3 thoughts on establishing budget-friendly staffing strategies

Appropriate and cost-effective staffing is key for healthcare systems that aim to ensure the delivery of high-quality care as well as achieve financial success.

At the Becker's Hospital Review Health IT + Clinical Leadership 2018 conference, May 10 to May 11 in Chicago, a team from Chicago-based Rush University Medical Center discussed the challenges they have faced with regards to keeping staffing models budget-friendly as well as the tools they are using to overcome these challenges. The team included: Connie Weissman, IS senior analyst; Shonda Morrow, RN, assistant vice president, nursing, finance and resource management; and Andrew Soltys, BSN, RN, assistant unit director, clinical staffing office.

Ms.
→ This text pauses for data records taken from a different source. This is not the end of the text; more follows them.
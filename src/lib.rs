//! picovm: a 16-bit virtual machine over a flat 64 KiB memory, driven by a
//! byte-opcode instruction set with packed-nibble register operands.

pub mod constants;
pub mod error;
pub mod interrupt;
pub mod memory;
pub mod opcode;
pub mod pacer;
pub mod processor;
pub mod streams;

pub use error::RuntimeError;
pub use interrupt::{spawn_fifo_producer, InterruptHandle, InterruptId};
pub use memory::{Memory, Storage};
pub use opcode::Opcode;
pub use processor::{ExitCode, Processor};
pub use streams::{StdStreams, VmStreams};

#[cfg(test)]
mod test;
Morrow gave an overview of the medical center as well as its division of nursing.

"The division of nursing includes more than 3,000 nurses. If you think about the magnitude of the DON with so many different roles, you want to be able to attribute staffing and hours to particular roles. It's important to understand your job classes and, then when building your system, you can attribute the types of hours to job class…The whole concept of technology optimization is empowering your charge nurses. They know what is happening on the floor, and so, they need the tools to make the decisions regarding staffing up or down. Our plan was to optimize our current technologies [including] a tool from Change Healthcare."

Ms. Weissman noted the medical center was not using the Change Healthcare as effectively as it could be.
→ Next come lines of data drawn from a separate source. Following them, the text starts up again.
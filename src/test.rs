use matches::assert_matches;

use super::*;
use crate::constants;
use crate::error::RuntimeError;
use crate::streams::VmStreams;
use std::io;

struct NullStreams;

impl VmStreams for NullStreams {
    fn read_bytes(&mut self, buf: &mut [u8]) -> io::Result<()> {
        for b in buf.iter_mut() {
            *b = 0;
        }
        Ok(())
    }

    fn write_bytes(&mut self, _buf: &[u8]) -> io::Result<()> {
        Ok(())
    }
}

/// Assembles nothing by hand; builds a raw ROM byte vector and places the
/// startup vector at the end, mirroring the `.set 0xFFFE; .word start`
/// idiom the assembler emits.
fn rom_with_startup(body: &[u8]) -> Vec<u8> {
    let mut rom = vec![0u8; constants::ROM_LEN];
    rom[..body.len()].copy_from_slice(body);
    let startup = constants::ROM_BASE;
    let off = (constants::STARTUP_VECTOR - constants::ROM_BASE) as usize;
    rom[off] = (startup >> 8) as u8;
    rom[off + 1] = (startup & 0xFF) as u8;
    rom
}

fn run_rom(body: &[u8]) -> Processor {
    let rom = rom_with_startup(body);
    let mut processor = Processor::new(interrupt::disabled(), 0);
    processor.load_rom(&rom).unwrap();
    let mut streams = NullStreams;
    let exit = processor.run(&mut streams).unwrap();
    assert_eq!(exit, ExitCode::Halted);
    processor
}

fn reg_imm(opcode: u8, reg: u8, imm: u16) -> Vec<u8> {
    vec![opcode, reg, (imm >> 8) as u8, (imm & 0xFF) as u8]
}

fn reg_reg(opcode: u8, rd: u8, rs: u8) -> Vec<u8> {
    vec![opcode, (rd << 4) | rs]
}

#[test]
fn s1_arithmetic_and_halt() {
    let mut body = Vec::new();
    body.extend(reg_imm(Opcode::LoadRegImm as u8, 0, 5));
    body.extend(reg_imm(Opcode::LoadRegImm as u8, 1, 3));
    body.extend(reg_reg(Opcode::AddRegReg as u8, 0, 1));
    body.push(Opcode::Halt as u8);

    let processor = run_rom(&body);

    assert_eq!(processor.registers()[0], 8);
    assert!(processor.flags() & constants::FLAG_HALT != 0);
    assert!(processor.flags() & constants::FLAG_CARRY == 0);
}

#[test]
fn s2_branch_taken_on_zero() {
    let mut body = Vec::new();
    body.extend(reg_imm(Opcode::LoadRegImm as u8, 0, 0));
    body.extend(reg_imm(Opcode::TestRegImm as u8, 0, 0));

    // beql done
    let done_target = constants::ROM_BASE + 16;
    body.push(Opcode::BranchEqual as u8);
    body.push((done_target >> 8) as u8);
    body.push((done_target & 0xFF) as u8);

    body.extend(reg_imm(Opcode::LoadRegImm as u8, 0, 1));

    let mut rom = vec![0u8; constants::ROM_LEN];
    rom[..body.len()].copy_from_slice(&body);
    let done_off = 16usize;
    rom[done_off] = Opcode::Halt as u8;
    let off = (constants::STARTUP_VECTOR - constants::ROM_BASE) as usize;
    rom[off] = (constants::ROM_BASE >> 8) as u8;
    rom[off + 1] = (constants::ROM_BASE & 0xFF) as u8;

    let mut processor = Processor::new(interrupt::disabled(), 0);
    processor.load_rom(&rom).unwrap();
    let mut streams = NullStreams;
    let exit = processor.run(&mut streams).unwrap();

    assert_eq!(exit, ExitCode::Halted);
    assert_eq!(processor.registers()[0], 0);
}

#[test]
fn s3_stack_round_trip() {
    let mut body = Vec::new();
    body.push(Opcode::Sethead as u8);
    body.push(0x80);
    body.push(0x00);

    body.extend(reg_imm(Opcode::LoadRegImm as u8, 0, 0x1234));
    body.push(Opcode::Push as u8);
    body.push(0);
    body.extend(reg_imm(Opcode::LoadRegImm as u8, 0, 0));
    body.push(Opcode::Pop as u8);
    body.push(0);
    body.push(Opcode::Halt as u8);

    let processor = run_rom(&body);

    assert_eq!(processor.registers()[0], 0x1234);
    assert_eq!(processor.registers()[constants::STACK_HEAD], 0x8000);
}

#[test]
fn s6_div_by_zero_yields_zero() {
    let mut body = Vec::new();
    body.extend(reg_imm(Opcode::LoadRegImm as u8, 0, 0x10));
    body.extend(reg_imm(Opcode::LoadRegImm as u8, 1, 0));
    body.extend(reg_reg(Opcode::DivRegReg as u8, 0, 1));
    body.push(Opcode::Halt as u8);

    let processor = run_rom(&body);

    assert_eq!(processor.registers()[0], 0);
}

#[test]
fn test_does_not_modify_destination_register() {
    let mut body = Vec::new();
    body.extend(reg_imm(Opcode::LoadRegImm as u8, 0, 7));
    body.extend(reg_imm(Opcode::TestRegImm as u8, 0, 7));
    body.push(Opcode::Halt as u8);

    let processor = run_rom(&body);

    assert_eq!(processor.registers()[0], 7);
    assert!(processor.flags() & constants::FLAG_ZERO != 0);
}

#[test]
fn call_then_ret_returns_to_instruction_after_call() {
    // call sub; load %1,#1; halt;   sub: load %0,#9; ret;
    let mut body = Vec::new();
    body.push(Opcode::Sethead as u8);
    body.push(0x90);
    body.push(0x00);
    let call_operand_at = body.len() + 1;
    body.push(Opcode::Call as u8);
    body.push(0);
    body.push(0);
    body.extend(reg_imm(Opcode::LoadRegImm as u8, 1, 1));
    body.push(Opcode::Halt as u8);

    let sub_start = constants::ROM_BASE + body.len() as u16;
    body[call_operand_at] = (sub_start >> 8) as u8;
    body[call_operand_at + 1] = (sub_start & 0xFF) as u8;

    body.extend(reg_imm(Opcode::LoadRegImm as u8, 0, 9));
    body.push(Opcode::Ret as u8);

    let processor = run_rom(&body);

    assert_eq!(processor.registers()[0], 9);
    assert_eq!(processor.registers()[1], 1);
}

#[test]
fn s4_interrupt_pushes_return_state_and_dispatches_vector() {
    let mut rom = vec![0u8; constants::ROM_LEN];

    // sethead #8000h; enint; loop: jump loop;
    rom[0] = Opcode::Sethead as u8;
    rom[1] = 0x80;
    rom[2] = 0x00;
    rom[3] = Opcode::Enint as u8;
    let loop_offset = 4usize;
    let loop_addr = constants::ROM_BASE + loop_offset as u16;
    rom[loop_offset] = Opcode::Branch as u8;
    rom[loop_offset + 1] = (loop_addr >> 8) as u8;
    rom[loop_offset + 2] = (loop_addr & 0xFF) as u8;

    // the P0 handler, well clear of the loop body: halt;
    let handler_offset = 0x10usize;
    let handler_addr = constants::ROM_BASE + handler_offset as u16;
    rom[handler_offset] = Opcode::Halt as u8;

    let off = (constants::STARTUP_VECTOR - constants::ROM_BASE) as usize;
    rom[off] = (constants::ROM_BASE >> 8) as u8;
    rom[off + 1] = (constants::ROM_BASE & 0xFF) as u8;

    // post P0 before the run starts; it stays pending until `enint` sets the
    // interrupt mask, matching the FIFO producer's wait-for-drain contract.
    let handle = interrupt::disabled();
    handle.post(InterruptId::P0);

    let mut processor = Processor::new(handle, 0);
    processor.load_rom(&rom).unwrap();
    let vector_addr = constants::INTERRUPT_VECTORS[InterruptId::P0.vector_index()];
    processor.memory_mut().write_word(vector_addr, handler_addr).unwrap();

    let mut streams = NullStreams;
    let exit = processor.run(&mut streams).unwrap();

    assert_eq!(exit, ExitCode::Halted);
    // push order is ip (word) then flags (byte), matching RTI's pop order.
    assert_eq!(processor.registers()[constants::STACK_HEAD], 0x8003);
    assert_eq!(processor.memory().read_word(0x8000).unwrap(), loop_addr);
    assert_eq!(processor.memory().read_byte(0x8002).unwrap(), 0);
}

#[test]
fn oversized_rom_is_rejected() {
    let rom = vec![0u8; constants::ROM_LEN + 1];
    let mut processor = Processor::new(interrupt::disabled(), 0);
    assert_matches!(
        processor.load_rom(&rom),
        Err(RuntimeError::RomTooLarge { .. })
    );
}

#[test]
fn big_endian_word_round_trip() {
    let mut memory = Memory::new();
    memory.write_word(0x1000, 0xBEEF).unwrap();
    assert_eq!(memory.read_word(0x1000).unwrap(), 0xBEEF);
    assert_eq!(memory.borrow_slice(0x1000, 2).unwrap(), &[0xBE, 0xEF]);
}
"We had a Rolls Royce, but we were driving it like a VW bug…We had to optimize the system. We were already using it for scheduling, and we needed to update the system configuration. Optimizing it required us to look at what data we are putting in the system — we needed budget numbers in [the system,] staff grids so it's useful for charge nurses and census data so it can calculate our hours per patient day. We have identified some opportunities for improvement."

Mr. Soltys discussed the changes that have taken place with the charge nurses' role in the facility as a result of the implementation of the system.
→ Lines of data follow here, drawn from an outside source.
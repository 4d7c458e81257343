use crate::constants;
use crate::error::RuntimeError;
use byteorder::ByteOrder;
use util::Endian;

/// A byte-addressable storage unit with big-endian multi-byte accessors.
///
/// Mirrors the `Storage` trait of the teaching codebase this VM is built
/// from, trimmed to the word sizes picovm actually uses (bytes and 16-bit
/// halves; picovm has no 32-bit memory operand).
pub trait Storage {
    /// Total addressable length in bytes.
    fn length(&self) -> usize;

    /// Whether `[address, address+len)` lies within the storage.
    fn check_range(&self, address: u16, len: u16) -> bool;

    fn borrow_slice(&self, address: u16, len: u16) -> Result<&[u8], ()>;
    fn borrow_slice_mut(&mut self, address: u16, len: u16) -> Result<&mut [u8], ()>;

    fn read_byte(&self, address: u16) -> Result<u8, ()> {
        Ok(self.borrow_slice(address, 1)?[0])
    }

    fn read_word(&self, address: u16) -> Result<u16, ()> {
        Ok(Endian::read_u16(self.borrow_slice(address, 2)?))
    }

    fn write_byte(&mut self, address: u16, value: u8) -> Result<(), ()> {
        self.borrow_slice_mut(address, 1)?[0] = value;
        Ok(())
    }

    fn write_word(&mut self, address: u16, value: u16) -> Result<(), ()> {
        Endian::write_u16(self.borrow_slice_mut(address, 2)?, value);
        Ok(())
    }
}

/// The VM's flat 64 KiB address space.
pub struct Memory {
    data: Vec<u8>,
}

impl Memory {
    /// Constructs a zeroed 64 KiB memory.
    pub fn new() -> Memory {
        Memory {
            data: vec![0; constants::MEMORY_SIZE],
        }
    }

    /// Copies `rom` into the ROM load region at [`constants::ROM_BASE`].
    ///
    /// # Errors
    /// Returns [`RuntimeError::RomTooLarge`] if `rom` is longer than the ROM region.
    pub fn load_rom(&mut self, rom: &[u8]) -> Result<(), RuntimeError> {
        if rom.len() > constants::ROM_LEN {
            return Err(RuntimeError::RomTooLarge {
                len: rom.len(),
                max: constants::ROM_LEN,
            });
        }
        let base = constants::ROM_BASE as usize;
        self.data[base..base + rom.len()].copy_from_slice(rom);
        Ok(())
    }

    pub fn data(&self) -> &[u8] {
        &self.data[..]
    }
}

impl Default for Memory {
    fn default() -> Memory {
        Memory::new()
    }
}

impl Storage for Memory {
    fn length(&self) -> usize {
        self.data.len()
    }

    fn check_range(&self, address: u16, len: u16) -> bool {
        (address as u32 + len as u32) <= self.data.len() as u32
    }

    fn borrow_slice(&self, address: u16, len: u16) -> Result<&[u8], ()> {
        if self.check_range(address, len) {
            Ok(&self.data[address as usize..(address as usize + len as usize)])
        } else {
            Err(())
        }
    }

    fn borrow_slice_mut(&mut self, address: u16, len: u16) -> Result<&mut [u8], ()> {
        if self.check_range(address, len) {
            Ok(&mut self.data[address as usize..(address as usize + len as usize)])
        } else {
            Err(())
        }
    }
}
"We're starting to get [charge nurses] thinking more proactively. The role has changed in our faculty and we are getting them thinking about what it would mean to take on a new staff member, what would it to the productivity. We have different levels of charge nurses, and we are going through the process of getting everyone up to speed on documentation. Our unit leaders are empowered to make whatever changes they need to their unit, but when there is a review of finances, there needs to be a story behind the decisions of adding or removing nurses from units. Charge nurses, in the best case scenario, are taking part in the nursing unit leadership team."

Editor's note: Quotes have been lightly edited for length and clarity.